Of the people killed, 50 were white men. The oldest person killed was Robert Patrick Quinn, 77, who was fatally shot in Pittston, Pa., as he rode his motorized scooter outside an apartment complex while waving a realistic-looking pellet gun.

When you hear about people with toy guns being shot, one of the most frequently mentioned names is that of Tamir Rice. He was a black youth who died as a result of a tragic accident brought on by poor communications among police officers and poor supervision or instructions from adults when it comes to waving around what looks like a functional weapon in the public square. But of the 86 suspects who were killed, 50 of them were white men. Whether this is because white people are more stupid or just the simple realities of racial distribution demographics I leave up to the reader, but the numbers run counter to some of the common themes we hear in this debate.

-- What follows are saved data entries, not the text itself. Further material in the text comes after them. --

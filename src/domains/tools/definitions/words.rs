//! Search and discovery operations.

use super::{
    DEFAULT_TARGET_PATH, HAS_DICTIONARY_DEF, INCLUDE_TAGS, LIMIT, MAX_CORPUS_COUNT, MAX_LENGTH,
    MIN_CORPUS_COUNT, MIN_LENGTH, ParamSpec, SKIP, SORT_BY, SORT_ORDER, ToolDefinition,
    parts_of_speech,
};

const INCLUDE_POS_FILTER: &str =
    parts_of_speech!("Only include these comma-delimited parts of speech");

const EXCLUDE_POS_FILTER: &str = parts_of_speech!("Exclude these comma-delimited parts of speech");

const INCLUDE_POS_CSV: &str = parts_of_speech!("CSV part-of-speech values to include");

const EXCLUDE_POS_CSV: &str = parts_of_speech!("CSV part-of-speech values to exclude");

pub static SEARCH: ToolDefinition = ToolDefinition {
    name: "get_words_json_search_query",
    summary: "Searches words",
    target_path: DEFAULT_TARGET_PATH,
    params: &[
        ParamSpec::optional("allowRegex", "Search term is a Regular Expression"),
        ParamSpec::optional("query", "Search query"),
        ParamSpec::optional("caseSensitive", "Search case sensitive"),
        ParamSpec::optional("includePartOfSpeech", INCLUDE_POS_FILTER),
        ParamSpec::optional("excludePartOfSpeech", EXCLUDE_POS_FILTER),
        ParamSpec::optional("minCorpusCount", MIN_CORPUS_COUNT),
        ParamSpec::optional("maxCorpusCount", MAX_CORPUS_COUNT),
        ParamSpec::optional(
            "minDictionaryCount",
            "Minimum number of dictionary entries for words returned",
        ),
        ParamSpec::optional("maxDictionaryCount", "Maximum dictionary definition count"),
        ParamSpec::optional("minLength", MIN_LENGTH),
        ParamSpec::optional("maxLength", MAX_LENGTH),
        ParamSpec::optional("skip", SKIP),
        ParamSpec::optional("limit", LIMIT),
    ],
};

pub static REVERSE_DICTIONARY: ToolDefinition = ToolDefinition {
    name: "get_words_json_reverse_dictionary",
    summary: "Reverse dictionary search",
    target_path: DEFAULT_TARGET_PATH,
    params: &[
        ParamSpec::optional("query", "Search term"),
        ParamSpec::optional("findSenseForWord", "Restricts words and finds closest sense"),
        ParamSpec::optional(
            "includeSourceDictionaries",
            "Only include these comma-delimited source dictionaries",
        ),
        ParamSpec::optional(
            "excludeSourceDictionaries",
            "Exclude these comma-delimited source dictionaries",
        ),
        ParamSpec::optional("includePartOfSpeech", INCLUDE_POS_FILTER),
        ParamSpec::optional("excludePartOfSpeech", EXCLUDE_POS_FILTER),
        ParamSpec::optional("expandTerms", "Expand terms"),
        ParamSpec::optional("includeTags", INCLUDE_TAGS),
        ParamSpec::optional("sortBy", SORT_BY),
        ParamSpec::optional("sortOrder", SORT_ORDER),
        ParamSpec::optional("skip", SKIP),
        ParamSpec::optional("minCorpusCount", MIN_CORPUS_COUNT),
        ParamSpec::optional("maxCorpusCount", MAX_CORPUS_COUNT),
        ParamSpec::optional("minLength", MIN_LENGTH),
        ParamSpec::optional("maxLength", MAX_LENGTH),
        ParamSpec::optional("limit", LIMIT),
    ],
};

pub static WORD_OF_THE_DAY: ToolDefinition = ToolDefinition {
    name: "get_words_json_word_of_the_day",
    summary: "Returns a specific WordOfTheDay",
    target_path: DEFAULT_TARGET_PATH,
    params: &[ParamSpec::optional("date", "Fetches by date in yyyy-MM-dd")],
};

pub static RANDOM_WORDS: ToolDefinition = ToolDefinition {
    name: "get_words_json_random_words",
    summary: "Returns an array of random WordObjects",
    target_path: DEFAULT_TARGET_PATH,
    params: &[
        ParamSpec::optional("hasDictionaryDef", HAS_DICTIONARY_DEF),
        ParamSpec::optional("includePartOfSpeech", INCLUDE_POS_CSV),
        ParamSpec::optional("excludePartOfSpeech", EXCLUDE_POS_CSV),
        ParamSpec::optional("sortBy", SORT_BY),
        ParamSpec::optional("sortOrder", SORT_ORDER),
        ParamSpec::optional("minCorpusCount", MIN_CORPUS_COUNT),
        ParamSpec::optional("maxCorpusCount", MAX_CORPUS_COUNT),
        ParamSpec::optional("minDictionaryCount", "Minimum dictionary count"),
        ParamSpec::optional("maxDictionaryCount", "Maximum dictionary count"),
        ParamSpec::optional("minLength", MIN_LENGTH),
        ParamSpec::optional("maxLength", MAX_LENGTH),
        ParamSpec::optional("limit", LIMIT),
    ],
};

pub static RANDOM_WORD: ToolDefinition = ToolDefinition {
    name: "get_words_json_random_word",
    summary: "Returns a single random WordObject",
    target_path: DEFAULT_TARGET_PATH,
    params: &[
        ParamSpec::optional("hasDictionaryDef", HAS_DICTIONARY_DEF),
        ParamSpec::optional("includePartOfSpeech", INCLUDE_POS_CSV),
        ParamSpec::optional("excludePartOfSpeech", EXCLUDE_POS_CSV),
        ParamSpec::optional("minCorpusCount", MIN_CORPUS_COUNT),
        ParamSpec::optional("maxCorpusCount", MAX_CORPUS_COUNT),
        ParamSpec::optional("minDictionaryCount", "Minimum dictionary count"),
        ParamSpec::optional("maxDictionaryCount", "Maximum dictionary count"),
        ParamSpec::optional("minLength", MIN_LENGTH),
        ParamSpec::optional("maxLength", MAX_LENGTH),
    ],
};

None of this addresses the bottom line, however. The Post article is once again bringing up the argument over whether or not the government should ban or severely restrict and regulate the production of these realistic looking toys, replicas and pellet guns. This gets warped into a Second Amendment question far too often in my opinion and flies in the face of what should be the more fundamental assumptions. Forcing manufacturers to paint their product a different color or attach an orange tip to the barrel is an ineffective measure because paint is cheap and orange tips can be removed with simple and commonly available hand tools. The arguments over whether or not the police should be shooting people who are “armed with toys” is also disingenuous. When you point something that looks very much like an actual weapon at the police during a tense encounter, bad things are going to happen. (The WaPo study reveals that in 60 of the 86 shootings the suspect pointed the “weapon” at police officers.)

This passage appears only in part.